Once you start smelling a slight roasted scent, it's ready to flip. Even I'm not crazy enough to try this in the air, pancake style, so hold the end of your pan's handle, smack somewhere lower down with your wrist to loosen the pancake, then put a big plate over the top and invert the whole mess. Put your pan back, turn the heat up to medium, and get a thin layer of fat hot in your pan again. Let it take a minute or two to reheat; you can't get the same crust otherwise.
Slide the pancake back into the pan, but this time, leave the heat up and don't cover. You're waiting for the same kind of roasted scent, but it'll be 5-10 minutes before it arrives. Once you have achieved the scent again, repeat the handle smack to release the pancake, slide it out onto a serving plate, and serve in slices. You can put a little sour cream on the side, or grate some cheese over the top, or do as we did the first time and whip up a cheese sauce with lots of black pepper. It's delicious and filling, it's easy to make, and it won't heat your apartment/house up very much at all.
We'll post some pictures when we make it again; we were too busy eating the first time around.
Monday, June 2, 2008
In an old episode of The West Wing, President Bartlet is shown enjoying (much to his surprise) a chocolate egg cream. He expresses disbelief that something so good could have come from New York instead of his beloved New England. Indeed, to most of us living outside New York City, the combination of chocolate syrup, milk, and seltzer sounds. . . unappetizing. However (like in so many things), when it comes to obscure fountain drinks, it's best to listen to President Bartlet.

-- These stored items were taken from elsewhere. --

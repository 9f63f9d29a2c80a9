//! Reusable UI component modules.
//!
//! SYSTEM CONTEXT
//! ==============
//! Components render gallery chrome and collectible views. Wallet state and
//! the wallet provider are passed in as props rather than read from context.

pub mod collection_grid;
pub mod connect_wallet;
pub mod connection_options_modal;
pub mod grid_item;
pub mod nav_bar;
pub mod nft_description;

A little while ago, Tore's mom generously sent us some Scharffen Berger cocoa powder. Most of the year I would have used it to make brownies, but it's hardly baking weather right now. I decided instead to whip up some chocolate syrup for chocolate egg creams. The flavor is much better than store-bought, and it's dead easy to make.
Chocolate Syrup (makes enough to keep two people happy for some time)
1/4 cup cocoa power
1/2 cup sugar
1/3 cup water
pinch of salt (Don't be shy. A pinch is more than a few grains.)

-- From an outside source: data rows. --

mod config;
mod lcd;
mod routes;
mod services;
mod state;

use std::sync::Arc;

#[tokio::main]
async fn main() {
    // `.env` is optional; real environment variables take precedence.
    let _ = dotenvy::dotenv();
    tracing_subscriber::fmt::init();

    let config = config::GalleryConfig::from_env().expect("invalid gallery configuration");
    if config.physicals_contract.is_none() {
        tracing::warn!("PHYSICALS_CONTRACT not set; physical print status disabled");
    }

    let lcd = lcd::LcdClient::new(&config.lcd_url, config.timeouts).expect("LCD client init failed");
    tracing::info!(lcd = lcd.base_url(), contract = %config.cw721_contract, "LCD client initialized");

    let port = config.port;
    let state = state::AppState::new(Arc::new(lcd), config);

    let app = routes::app(state).expect("router init failed");
    let listener = tokio::net::TcpListener::bind(format!("0.0.0.0:{port}"))
        .await
        .expect("failed to bind");

    tracing::info!(%port, "gallery listening");
    axum::serve(listener, app).await.expect("server failed");
}
//! Bridge to the wallet provider injected into the host page.
//!
//! The page exposes `window.galleryWallet` with the provider's current
//! `status`, `availableConnectTypes`, `availableInstallTypes`, and `wallets`
//! (each carrying `terraAddress`), plus `connect(type)`, `install(type)`, and
//! `disconnect()`. After every change it dispatches `gallery-wallet-change`
//! on `window`. Properties are read on each call so no JS handle is held.

use js_sys::{Array, Function, Reflect};
use wasm_bindgen::closure::Closure;
use wasm_bindgen::{JsCast, JsValue};

use super::connector::ConnectType;
use super::provider::{ProviderStatus, WalletProvider, WalletSession};

const BRIDGE_KEY: &str = "galleryWallet";

/// Window event fired by the bridge after any status or session change.
pub const CHANGE_EVENT: &str = "gallery-wallet-change";

#[derive(Clone, Copy, Debug, Default)]
pub struct BrowserWalletProvider;

impl WalletProvider for BrowserWalletProvider {
    fn status(&self) -> ProviderStatus {
        // A browser without the bridge behaves like a provider with nothing to offer.
        bridge()
            .and_then(|b| read_string(&b, "status"))
            .map_or(ProviderStatus::WalletNotConnected, |tag| ProviderStatus::from_tag(&tag))
    }

    fn available_connect_types(&self) -> Vec<ConnectType> {
        bridge().map_or_else(Vec::new, |b| read_tags(&b, "availableConnectTypes"))
    }

    fn available_install_types(&self) -> Vec<ConnectType> {
        bridge().map_or_else(Vec::new, |b| read_tags(&b, "availableInstallTypes"))
    }

    fn wallets(&self) -> Vec<WalletSession> {
        let Some(bridge) = bridge() else {
            return Vec::new();
        };
        let Ok(value) = Reflect::get(&bridge, &JsValue::from_str("wallets")) else {
            return Vec::new();
        };
        if !Array::is_array(&value) {
            return Vec::new();
        }
        Array::from(&value)
            .iter()
            .filter_map(|session| read_string(&session, "terraAddress"))
            .map(|terra_address| WalletSession { terra_address })
            .collect()
    }

    fn connect(&self, connect_type: &ConnectType) {
        invoke("connect", Some(connect_type.as_tag()));
    }

    fn install(&self, connect_type: &ConnectType) {
        invoke("install", Some(connect_type.as_tag()));
    }

    fn disconnect(&self) {
        invoke("disconnect", None);
    }
}

/// Run `on_change` whenever the bridge reports a change.
pub fn watch_changes(on_change: impl Fn() + 'static) {
    let Some(window) = web_sys::window() else {
        return;
    };
    let closure = Closure::<dyn Fn()>::new(on_change);
    if window
        .add_event_listener_with_callback(CHANGE_EVENT, closure.as_ref().unchecked_ref())
        .is_err()
    {
        log::warn!("failed to subscribe to {CHANGE_EVENT}");
    }
    // The listener lives as long as the page.
    closure.forget();
}

fn bridge() -> Option<JsValue> {
    let window = web_sys::window()?;
    let value = Reflect::get(&JsValue::from(window), &JsValue::from_str(BRIDGE_KEY)).ok()?;
    if value.is_undefined() || value.is_null() { None } else { Some(value) }
}

fn read_string(target: &JsValue, key: &str) -> Option<String> {
    Reflect::get(target, &JsValue::from_str(key)).ok()?.as_string()
}

fn read_tags(target: &JsValue, key: &str) -> Vec<ConnectType> {
    let Ok(value) = Reflect::get(target, &JsValue::from_str(key)) else {
        return Vec::new();
    };
    if !Array::is_array(&value) {
        return Vec::new();
    }
    Array::from(&value)
        .iter()
        .filter_map(|tag| tag.as_string())
        .map(|tag| ConnectType::from_tag(&tag))
        .collect()
}

fn invoke(method: &str, arg: Option<&str>) {
    let Some(bridge) = bridge() else {
        log::warn!("wallet bridge missing; {method} ignored");
        return;
    };
    let Some(func) = Reflect::get(&bridge, &JsValue::from_str(method))
        .ok()
        .and_then(|f| f.dyn_into::<Function>().ok())
    else {
        log::warn!("wallet bridge has no {method} function");
        return;
    };
    let result = match arg {
        Some(arg) => func.call1(&bridge, &JsValue::from_str(arg)),
        None => func.call0(&bridge),
    };
    if let Err(err) = result {
        log::warn!("wallet bridge {method} failed: {err:?}");
    }
}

1/2 teaspoon vanilla extract
Combine everything but the vanilla in a small saucepan till the cocoa is well incorporated. Put the pan over medium heat, stirring occasionally to make sure no cocoa accumulates in the corners. Once it comes to a boil, lower the heat and let simmer for 5 minutes. While it simmers, don't look away and keep stirring; it can boil over quickly. After 5 minutes, the syrup should be glossy and smooth. Turn off the heat and let it cool a bit, then stir in vanilla. Once it's mostly cooled, give it a good stir (it may have separated a bit) and pour into an air-tight container. Your syrup will keep for months in the refrigerator, but it's best when used within a week or so.

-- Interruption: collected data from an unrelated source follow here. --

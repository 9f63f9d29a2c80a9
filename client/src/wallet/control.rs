//! Connect-wallet control decisions.
//!
//! The control has no state of its own beyond the modal toggle: what it
//! shows is a pure function of the latest [`WalletState`], and its actions
//! forward straight to the provider.

#[cfg(test)]
#[path = "control_test.rs"]
mod control_test;

use super::connector::{ConnectorAction, ConnectorOption};
use super::provider::WalletProvider;
use crate::state::wallet::{WalletState, WalletStatus};

/// Route the user lands on after disconnecting.
pub const HOME_ROUTE: &str = "/";

/// Shown when the provider offers no way to connect.
pub const FALLBACK_MESSAGE: &str = "Please use a web browser that is compatible with terra station extension.";

/// What the connect-wallet control renders.
#[derive(Clone, Debug, PartialEq, Eq)]
pub enum ControlView {
    /// "Connect wallet" toggle opening the option list.
    Selector(Vec<ConnectorOption>),
    /// No connector available.
    Fallback,
    /// The connected address; activating it disconnects.
    Address(String),
    Hidden,
}

impl ControlView {
    #[must_use]
    pub fn from_state(state: &WalletState) -> Self {
        match &state.status {
            WalletStatus::NotConnected if state.options.is_empty() => Self::Fallback,
            WalletStatus::NotConnected => Self::Selector(state.options.clone()),
            WalletStatus::Connected(wallet) => Self::Address(wallet.wallet_address().to_owned()),
            WalletStatus::Other => Self::Hidden,
        }
    }
}

/// Invoke the option's action with its connector tag.
pub fn select_option(provider: &dyn WalletProvider, option: &ConnectorOption) {
    log::info!("wallet {:?} via {}", option.action, option.connect_type.as_tag());
    match option.action {
        ConnectorAction::Connect => provider.connect(&option.connect_type),
        ConnectorAction::Install => provider.install(&option.connect_type),
    }
}

/// Disconnect, then navigate home regardless of the outcome.
pub fn disconnect_and_return_home(provider: &dyn WalletProvider, navigate: impl FnOnce(&str)) {
    log::info!("wallet disconnect requested");
    provider.disconnect();
    navigate(HOME_ROUTE);
}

Of course, using higher-quality cocoa, vanilla, and sugar (preferably evaporated cane juice or something similar) improves the ultimate flavor, but don't go crazy. Chocolate syrup is supposed to be fun, right? You can mix it into cold or hot milk, put it over ice cream, or do whatever your heart desires. Speaking of which. . .
Chocolate Egg Creams
You'll need whole milk (yes, it's worth it), chocolate syrup, and seltzer. Bottled soda water works, but if you have a soda siphon, you'll be rewarded. About 5 minutes before you start, put the milk and your glassware of choice into the freezer. Once those are nice and cold, spoon syrup into the glass until it's about 1/5 full. (You can play with the proportions till you find exactly the mix you like.) Add milk till the glass is just below half full. Mix the syrup and the milk till combined. Throw in some ice cubes, and top off with seltzer. Now take a sip. It's a little sharp, a little sweet, and a little creamy. Strange? Certainly. But it's also a spectacular summertime dessert.